-------- RECORDS FOR THIS TASK --------
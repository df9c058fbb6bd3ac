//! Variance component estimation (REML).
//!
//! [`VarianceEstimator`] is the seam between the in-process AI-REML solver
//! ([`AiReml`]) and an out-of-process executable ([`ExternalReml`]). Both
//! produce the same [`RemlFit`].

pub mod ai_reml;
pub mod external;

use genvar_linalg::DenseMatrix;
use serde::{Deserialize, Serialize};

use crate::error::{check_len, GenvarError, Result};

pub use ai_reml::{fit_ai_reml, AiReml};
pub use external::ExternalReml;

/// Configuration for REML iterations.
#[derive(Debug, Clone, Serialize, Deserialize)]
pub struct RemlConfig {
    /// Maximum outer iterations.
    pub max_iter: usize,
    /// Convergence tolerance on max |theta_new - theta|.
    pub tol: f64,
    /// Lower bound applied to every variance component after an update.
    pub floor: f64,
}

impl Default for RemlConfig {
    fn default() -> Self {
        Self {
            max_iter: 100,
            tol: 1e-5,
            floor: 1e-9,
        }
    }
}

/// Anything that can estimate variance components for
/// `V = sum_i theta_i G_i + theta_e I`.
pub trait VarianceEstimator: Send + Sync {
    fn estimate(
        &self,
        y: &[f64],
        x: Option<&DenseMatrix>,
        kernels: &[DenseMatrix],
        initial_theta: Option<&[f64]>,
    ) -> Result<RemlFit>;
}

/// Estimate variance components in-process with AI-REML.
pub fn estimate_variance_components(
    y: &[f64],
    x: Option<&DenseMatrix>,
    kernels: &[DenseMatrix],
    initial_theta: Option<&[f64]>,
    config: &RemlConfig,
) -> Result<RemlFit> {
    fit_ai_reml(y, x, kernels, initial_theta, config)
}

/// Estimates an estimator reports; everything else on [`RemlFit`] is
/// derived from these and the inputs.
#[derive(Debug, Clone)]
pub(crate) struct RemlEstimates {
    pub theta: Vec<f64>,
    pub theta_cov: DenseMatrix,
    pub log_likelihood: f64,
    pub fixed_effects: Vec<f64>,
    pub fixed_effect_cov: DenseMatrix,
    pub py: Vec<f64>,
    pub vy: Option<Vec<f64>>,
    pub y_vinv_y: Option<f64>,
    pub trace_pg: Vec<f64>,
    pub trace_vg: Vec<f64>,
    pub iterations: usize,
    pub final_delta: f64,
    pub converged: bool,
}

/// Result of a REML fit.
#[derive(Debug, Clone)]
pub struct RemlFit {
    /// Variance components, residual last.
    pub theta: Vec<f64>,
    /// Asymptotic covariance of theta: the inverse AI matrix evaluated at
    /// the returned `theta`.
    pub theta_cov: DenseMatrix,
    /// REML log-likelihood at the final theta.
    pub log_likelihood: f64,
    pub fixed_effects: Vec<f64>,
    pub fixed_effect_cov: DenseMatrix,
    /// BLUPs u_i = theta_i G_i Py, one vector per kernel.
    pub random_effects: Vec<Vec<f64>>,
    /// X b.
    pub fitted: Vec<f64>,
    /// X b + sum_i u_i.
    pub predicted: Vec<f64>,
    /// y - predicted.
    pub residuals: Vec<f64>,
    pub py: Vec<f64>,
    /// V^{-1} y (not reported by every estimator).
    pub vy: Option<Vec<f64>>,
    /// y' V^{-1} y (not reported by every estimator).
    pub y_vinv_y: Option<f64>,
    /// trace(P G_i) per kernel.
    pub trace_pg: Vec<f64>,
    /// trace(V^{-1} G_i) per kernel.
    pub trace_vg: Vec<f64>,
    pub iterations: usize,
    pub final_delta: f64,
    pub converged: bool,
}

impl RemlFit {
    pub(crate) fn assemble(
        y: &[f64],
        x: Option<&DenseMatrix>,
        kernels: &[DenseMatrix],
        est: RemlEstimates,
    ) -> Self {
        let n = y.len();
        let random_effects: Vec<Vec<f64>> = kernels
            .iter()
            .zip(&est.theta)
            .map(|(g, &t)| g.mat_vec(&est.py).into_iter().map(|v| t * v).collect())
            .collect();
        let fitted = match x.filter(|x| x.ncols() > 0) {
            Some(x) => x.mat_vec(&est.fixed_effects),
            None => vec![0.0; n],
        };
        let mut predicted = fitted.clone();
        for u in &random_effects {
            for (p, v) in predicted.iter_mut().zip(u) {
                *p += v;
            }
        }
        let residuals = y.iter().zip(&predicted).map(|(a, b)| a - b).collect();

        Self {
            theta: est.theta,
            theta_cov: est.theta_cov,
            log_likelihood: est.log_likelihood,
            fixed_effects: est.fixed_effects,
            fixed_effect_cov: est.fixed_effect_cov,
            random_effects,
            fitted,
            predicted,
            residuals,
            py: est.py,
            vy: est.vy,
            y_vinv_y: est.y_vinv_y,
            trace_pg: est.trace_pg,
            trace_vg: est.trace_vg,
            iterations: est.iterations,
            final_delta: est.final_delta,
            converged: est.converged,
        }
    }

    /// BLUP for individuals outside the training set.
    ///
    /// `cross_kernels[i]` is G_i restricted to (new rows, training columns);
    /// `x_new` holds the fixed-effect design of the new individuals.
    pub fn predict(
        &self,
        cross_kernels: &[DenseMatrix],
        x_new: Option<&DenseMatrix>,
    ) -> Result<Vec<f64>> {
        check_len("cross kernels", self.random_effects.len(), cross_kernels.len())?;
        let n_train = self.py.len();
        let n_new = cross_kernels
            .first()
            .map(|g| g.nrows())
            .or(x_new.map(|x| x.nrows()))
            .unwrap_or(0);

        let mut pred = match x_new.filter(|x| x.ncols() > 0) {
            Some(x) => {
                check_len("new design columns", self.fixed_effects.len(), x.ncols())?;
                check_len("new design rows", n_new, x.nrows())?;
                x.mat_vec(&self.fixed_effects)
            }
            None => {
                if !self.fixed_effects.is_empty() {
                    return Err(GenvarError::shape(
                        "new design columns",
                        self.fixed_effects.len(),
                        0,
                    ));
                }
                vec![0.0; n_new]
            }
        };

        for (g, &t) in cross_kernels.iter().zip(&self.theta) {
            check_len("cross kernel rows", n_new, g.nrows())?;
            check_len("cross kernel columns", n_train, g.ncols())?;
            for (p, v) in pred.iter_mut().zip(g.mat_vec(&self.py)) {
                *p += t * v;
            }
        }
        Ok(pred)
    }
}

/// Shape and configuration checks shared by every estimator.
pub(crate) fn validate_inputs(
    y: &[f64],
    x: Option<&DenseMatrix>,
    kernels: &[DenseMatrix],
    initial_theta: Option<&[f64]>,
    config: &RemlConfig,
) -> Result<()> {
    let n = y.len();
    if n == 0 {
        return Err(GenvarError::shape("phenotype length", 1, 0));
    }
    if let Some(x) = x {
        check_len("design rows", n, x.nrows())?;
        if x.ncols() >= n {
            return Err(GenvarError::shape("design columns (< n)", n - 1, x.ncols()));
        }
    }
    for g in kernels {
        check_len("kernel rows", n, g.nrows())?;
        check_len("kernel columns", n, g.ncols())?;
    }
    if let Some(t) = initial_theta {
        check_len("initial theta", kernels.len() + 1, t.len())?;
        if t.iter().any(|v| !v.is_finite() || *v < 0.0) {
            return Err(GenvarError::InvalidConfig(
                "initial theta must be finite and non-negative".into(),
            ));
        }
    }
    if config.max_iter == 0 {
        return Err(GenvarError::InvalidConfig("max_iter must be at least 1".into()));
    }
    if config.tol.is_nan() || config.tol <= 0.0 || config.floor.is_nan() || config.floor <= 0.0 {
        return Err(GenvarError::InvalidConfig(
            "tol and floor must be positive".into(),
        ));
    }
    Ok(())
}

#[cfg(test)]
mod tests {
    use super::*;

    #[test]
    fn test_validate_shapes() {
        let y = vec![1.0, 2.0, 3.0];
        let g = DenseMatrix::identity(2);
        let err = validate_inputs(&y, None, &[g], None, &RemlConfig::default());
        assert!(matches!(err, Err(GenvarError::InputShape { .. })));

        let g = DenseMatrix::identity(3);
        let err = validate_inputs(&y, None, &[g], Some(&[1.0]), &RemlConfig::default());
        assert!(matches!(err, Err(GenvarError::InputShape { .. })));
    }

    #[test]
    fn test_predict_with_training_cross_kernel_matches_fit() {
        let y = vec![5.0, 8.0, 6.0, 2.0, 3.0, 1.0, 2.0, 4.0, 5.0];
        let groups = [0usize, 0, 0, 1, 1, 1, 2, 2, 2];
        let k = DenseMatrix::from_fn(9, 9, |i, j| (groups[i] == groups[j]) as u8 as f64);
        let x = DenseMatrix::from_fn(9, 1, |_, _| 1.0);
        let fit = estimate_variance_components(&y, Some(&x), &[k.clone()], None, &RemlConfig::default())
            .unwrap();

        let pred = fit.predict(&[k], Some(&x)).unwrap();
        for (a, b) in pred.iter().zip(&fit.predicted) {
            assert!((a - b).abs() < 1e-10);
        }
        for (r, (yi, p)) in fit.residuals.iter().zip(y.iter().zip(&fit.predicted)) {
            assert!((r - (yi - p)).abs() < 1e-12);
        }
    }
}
--------
-------- RECORDS FOR THIS TASK --------
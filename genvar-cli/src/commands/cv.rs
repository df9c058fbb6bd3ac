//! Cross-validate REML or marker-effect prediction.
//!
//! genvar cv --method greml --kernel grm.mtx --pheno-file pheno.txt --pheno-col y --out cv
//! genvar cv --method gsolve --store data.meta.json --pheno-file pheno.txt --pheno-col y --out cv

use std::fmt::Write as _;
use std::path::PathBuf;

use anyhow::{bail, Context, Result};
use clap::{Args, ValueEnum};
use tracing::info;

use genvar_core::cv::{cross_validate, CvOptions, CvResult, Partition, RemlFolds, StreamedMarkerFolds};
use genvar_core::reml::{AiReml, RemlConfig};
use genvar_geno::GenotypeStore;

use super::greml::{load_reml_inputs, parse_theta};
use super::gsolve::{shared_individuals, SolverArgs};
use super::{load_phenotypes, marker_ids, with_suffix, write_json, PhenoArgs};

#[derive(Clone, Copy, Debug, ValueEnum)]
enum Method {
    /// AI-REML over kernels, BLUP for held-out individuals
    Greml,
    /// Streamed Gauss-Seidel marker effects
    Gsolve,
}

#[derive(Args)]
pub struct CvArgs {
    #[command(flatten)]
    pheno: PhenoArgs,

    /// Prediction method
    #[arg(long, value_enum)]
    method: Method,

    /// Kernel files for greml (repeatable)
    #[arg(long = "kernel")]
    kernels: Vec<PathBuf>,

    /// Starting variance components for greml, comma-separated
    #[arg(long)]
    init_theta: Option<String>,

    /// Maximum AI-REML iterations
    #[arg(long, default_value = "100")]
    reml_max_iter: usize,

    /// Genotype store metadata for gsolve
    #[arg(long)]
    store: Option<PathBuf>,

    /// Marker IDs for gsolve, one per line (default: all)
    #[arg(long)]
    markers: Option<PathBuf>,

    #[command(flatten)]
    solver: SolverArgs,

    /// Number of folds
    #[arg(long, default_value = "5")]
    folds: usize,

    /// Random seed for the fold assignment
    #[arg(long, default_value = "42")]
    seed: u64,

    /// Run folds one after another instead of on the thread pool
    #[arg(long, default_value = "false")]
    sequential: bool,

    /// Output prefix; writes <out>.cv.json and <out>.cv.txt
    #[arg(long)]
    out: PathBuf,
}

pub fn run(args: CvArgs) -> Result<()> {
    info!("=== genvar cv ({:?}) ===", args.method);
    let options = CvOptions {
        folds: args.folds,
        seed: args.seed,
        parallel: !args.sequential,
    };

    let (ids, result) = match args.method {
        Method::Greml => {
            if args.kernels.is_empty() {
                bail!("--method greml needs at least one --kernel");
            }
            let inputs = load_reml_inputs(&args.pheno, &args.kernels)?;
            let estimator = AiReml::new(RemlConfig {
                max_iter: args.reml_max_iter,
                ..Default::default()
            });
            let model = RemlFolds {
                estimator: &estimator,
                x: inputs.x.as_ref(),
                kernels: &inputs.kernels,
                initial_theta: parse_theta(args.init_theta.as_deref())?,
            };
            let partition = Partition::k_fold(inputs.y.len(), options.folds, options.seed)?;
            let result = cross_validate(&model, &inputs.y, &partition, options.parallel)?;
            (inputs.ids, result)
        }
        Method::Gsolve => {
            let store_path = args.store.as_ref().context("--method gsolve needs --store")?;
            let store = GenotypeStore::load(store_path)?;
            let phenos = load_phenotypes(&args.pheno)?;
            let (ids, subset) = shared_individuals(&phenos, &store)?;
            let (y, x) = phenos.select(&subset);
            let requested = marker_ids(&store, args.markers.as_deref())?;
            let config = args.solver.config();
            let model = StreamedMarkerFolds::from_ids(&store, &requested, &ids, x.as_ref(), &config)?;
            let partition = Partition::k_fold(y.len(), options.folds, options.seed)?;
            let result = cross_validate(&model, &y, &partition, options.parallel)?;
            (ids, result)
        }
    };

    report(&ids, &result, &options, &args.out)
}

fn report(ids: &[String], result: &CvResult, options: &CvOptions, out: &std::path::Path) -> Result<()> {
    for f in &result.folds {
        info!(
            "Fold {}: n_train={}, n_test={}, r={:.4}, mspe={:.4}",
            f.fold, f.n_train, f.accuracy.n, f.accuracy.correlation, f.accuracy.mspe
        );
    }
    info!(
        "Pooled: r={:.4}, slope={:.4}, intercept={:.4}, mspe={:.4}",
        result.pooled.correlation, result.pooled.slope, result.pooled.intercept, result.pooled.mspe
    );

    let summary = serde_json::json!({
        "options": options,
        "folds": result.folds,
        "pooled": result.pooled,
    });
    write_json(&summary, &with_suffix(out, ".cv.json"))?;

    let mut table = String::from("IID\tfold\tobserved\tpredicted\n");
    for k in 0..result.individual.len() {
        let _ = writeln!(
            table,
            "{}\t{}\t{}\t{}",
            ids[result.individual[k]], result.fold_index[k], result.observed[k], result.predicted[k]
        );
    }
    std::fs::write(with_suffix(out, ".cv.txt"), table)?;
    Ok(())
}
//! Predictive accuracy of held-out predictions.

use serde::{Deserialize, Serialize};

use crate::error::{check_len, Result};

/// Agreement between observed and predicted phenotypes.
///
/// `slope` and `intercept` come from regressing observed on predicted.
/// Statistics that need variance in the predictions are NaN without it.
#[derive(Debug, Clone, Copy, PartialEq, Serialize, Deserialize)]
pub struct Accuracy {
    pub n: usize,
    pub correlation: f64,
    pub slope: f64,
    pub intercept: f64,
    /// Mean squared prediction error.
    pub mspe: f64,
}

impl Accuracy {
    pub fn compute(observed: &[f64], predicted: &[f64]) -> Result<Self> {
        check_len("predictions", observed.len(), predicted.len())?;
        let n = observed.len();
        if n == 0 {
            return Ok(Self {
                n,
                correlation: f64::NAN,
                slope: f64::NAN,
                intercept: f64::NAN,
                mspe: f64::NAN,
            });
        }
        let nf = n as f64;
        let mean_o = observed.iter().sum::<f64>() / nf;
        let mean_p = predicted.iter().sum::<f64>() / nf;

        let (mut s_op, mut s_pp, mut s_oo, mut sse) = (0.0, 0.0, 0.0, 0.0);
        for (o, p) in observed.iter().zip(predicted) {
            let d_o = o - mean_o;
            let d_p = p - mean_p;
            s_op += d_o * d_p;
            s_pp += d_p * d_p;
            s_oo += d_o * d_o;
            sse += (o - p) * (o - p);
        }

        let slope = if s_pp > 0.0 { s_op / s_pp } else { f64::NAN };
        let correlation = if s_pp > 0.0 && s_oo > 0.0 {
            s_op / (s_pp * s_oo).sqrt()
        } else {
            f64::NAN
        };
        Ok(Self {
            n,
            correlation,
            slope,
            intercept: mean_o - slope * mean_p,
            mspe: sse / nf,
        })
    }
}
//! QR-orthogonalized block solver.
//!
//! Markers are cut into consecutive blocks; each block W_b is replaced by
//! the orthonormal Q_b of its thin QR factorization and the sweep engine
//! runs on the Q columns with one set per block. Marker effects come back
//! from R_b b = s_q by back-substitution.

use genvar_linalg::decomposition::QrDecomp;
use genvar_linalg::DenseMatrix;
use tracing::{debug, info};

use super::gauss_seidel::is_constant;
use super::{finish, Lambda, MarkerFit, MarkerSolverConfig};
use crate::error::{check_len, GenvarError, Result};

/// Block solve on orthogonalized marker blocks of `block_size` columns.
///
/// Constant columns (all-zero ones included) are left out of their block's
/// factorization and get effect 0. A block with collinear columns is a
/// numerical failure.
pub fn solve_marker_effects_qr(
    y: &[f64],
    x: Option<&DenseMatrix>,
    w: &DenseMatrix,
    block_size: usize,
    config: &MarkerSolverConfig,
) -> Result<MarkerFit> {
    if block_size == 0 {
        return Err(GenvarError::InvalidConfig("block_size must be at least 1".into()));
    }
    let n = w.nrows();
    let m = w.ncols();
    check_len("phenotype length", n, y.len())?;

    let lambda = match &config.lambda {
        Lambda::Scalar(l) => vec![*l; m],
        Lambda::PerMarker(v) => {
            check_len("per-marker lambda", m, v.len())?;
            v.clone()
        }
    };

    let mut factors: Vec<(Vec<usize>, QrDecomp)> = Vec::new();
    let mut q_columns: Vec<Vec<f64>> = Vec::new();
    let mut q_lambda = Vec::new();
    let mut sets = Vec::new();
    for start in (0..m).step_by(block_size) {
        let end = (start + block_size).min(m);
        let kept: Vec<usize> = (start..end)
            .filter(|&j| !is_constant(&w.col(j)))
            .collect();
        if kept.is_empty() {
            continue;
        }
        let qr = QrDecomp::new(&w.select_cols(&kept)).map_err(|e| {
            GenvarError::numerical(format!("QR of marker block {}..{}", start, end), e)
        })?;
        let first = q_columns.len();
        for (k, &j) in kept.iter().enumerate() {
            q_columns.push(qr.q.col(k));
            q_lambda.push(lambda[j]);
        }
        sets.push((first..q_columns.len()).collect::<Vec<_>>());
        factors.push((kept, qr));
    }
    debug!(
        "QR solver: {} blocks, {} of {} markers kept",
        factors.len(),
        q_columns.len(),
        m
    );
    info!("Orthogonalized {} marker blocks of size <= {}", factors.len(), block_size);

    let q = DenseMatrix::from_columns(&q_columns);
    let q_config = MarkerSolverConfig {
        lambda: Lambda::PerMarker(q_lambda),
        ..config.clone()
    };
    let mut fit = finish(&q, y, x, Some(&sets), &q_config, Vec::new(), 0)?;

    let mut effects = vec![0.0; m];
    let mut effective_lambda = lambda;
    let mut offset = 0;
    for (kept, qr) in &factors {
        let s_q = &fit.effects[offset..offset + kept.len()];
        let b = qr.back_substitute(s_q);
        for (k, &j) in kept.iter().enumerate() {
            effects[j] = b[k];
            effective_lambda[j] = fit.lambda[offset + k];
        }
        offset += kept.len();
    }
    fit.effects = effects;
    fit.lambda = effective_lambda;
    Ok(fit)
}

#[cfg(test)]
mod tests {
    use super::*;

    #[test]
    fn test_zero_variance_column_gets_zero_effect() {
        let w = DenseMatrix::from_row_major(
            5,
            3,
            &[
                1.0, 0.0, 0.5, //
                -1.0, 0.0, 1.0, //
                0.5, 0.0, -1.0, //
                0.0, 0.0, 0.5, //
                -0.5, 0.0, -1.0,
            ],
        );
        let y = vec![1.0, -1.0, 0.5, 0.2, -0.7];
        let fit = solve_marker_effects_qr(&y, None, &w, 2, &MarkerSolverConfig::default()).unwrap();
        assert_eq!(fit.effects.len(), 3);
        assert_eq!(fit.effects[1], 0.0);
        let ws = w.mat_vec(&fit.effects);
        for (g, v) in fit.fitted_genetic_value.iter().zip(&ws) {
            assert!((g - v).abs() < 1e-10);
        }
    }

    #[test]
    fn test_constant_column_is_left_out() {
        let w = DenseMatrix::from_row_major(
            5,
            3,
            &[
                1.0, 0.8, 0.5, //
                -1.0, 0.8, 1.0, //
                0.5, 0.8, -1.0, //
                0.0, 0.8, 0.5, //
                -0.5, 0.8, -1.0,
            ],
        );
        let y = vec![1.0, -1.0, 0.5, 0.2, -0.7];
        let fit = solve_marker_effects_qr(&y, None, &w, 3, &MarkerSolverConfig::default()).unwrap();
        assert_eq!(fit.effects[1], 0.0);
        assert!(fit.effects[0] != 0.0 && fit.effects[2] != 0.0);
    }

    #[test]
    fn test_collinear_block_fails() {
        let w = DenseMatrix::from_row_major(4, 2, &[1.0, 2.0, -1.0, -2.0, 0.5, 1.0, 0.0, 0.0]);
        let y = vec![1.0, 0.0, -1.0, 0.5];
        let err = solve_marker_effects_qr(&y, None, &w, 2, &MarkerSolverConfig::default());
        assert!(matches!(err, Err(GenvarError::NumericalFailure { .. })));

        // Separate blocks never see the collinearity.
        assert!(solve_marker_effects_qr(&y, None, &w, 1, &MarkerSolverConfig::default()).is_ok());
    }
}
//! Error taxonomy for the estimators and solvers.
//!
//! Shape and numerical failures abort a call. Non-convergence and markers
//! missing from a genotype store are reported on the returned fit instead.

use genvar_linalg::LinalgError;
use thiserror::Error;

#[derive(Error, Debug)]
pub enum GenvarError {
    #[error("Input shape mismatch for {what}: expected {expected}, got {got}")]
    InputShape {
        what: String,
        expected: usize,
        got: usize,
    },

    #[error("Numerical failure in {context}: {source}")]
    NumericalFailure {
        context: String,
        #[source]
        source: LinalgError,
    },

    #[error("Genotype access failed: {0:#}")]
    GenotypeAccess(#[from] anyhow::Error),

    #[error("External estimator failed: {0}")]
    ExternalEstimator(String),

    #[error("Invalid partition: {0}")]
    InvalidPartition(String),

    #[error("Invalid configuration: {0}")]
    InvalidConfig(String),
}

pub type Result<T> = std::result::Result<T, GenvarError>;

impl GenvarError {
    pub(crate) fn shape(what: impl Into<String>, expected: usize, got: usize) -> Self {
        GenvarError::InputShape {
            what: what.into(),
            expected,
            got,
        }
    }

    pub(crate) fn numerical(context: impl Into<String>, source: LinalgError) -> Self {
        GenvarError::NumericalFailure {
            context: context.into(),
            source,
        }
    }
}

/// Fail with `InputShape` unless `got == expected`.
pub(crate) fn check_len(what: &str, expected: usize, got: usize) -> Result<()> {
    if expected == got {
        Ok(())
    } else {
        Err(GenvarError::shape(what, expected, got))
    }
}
--------
INSTRUCTIONS TO FOLLOW
Within the listing above, work out the number of lines that hold "RemlFolds", and give that number alone.

EXERCISE ANSWER
2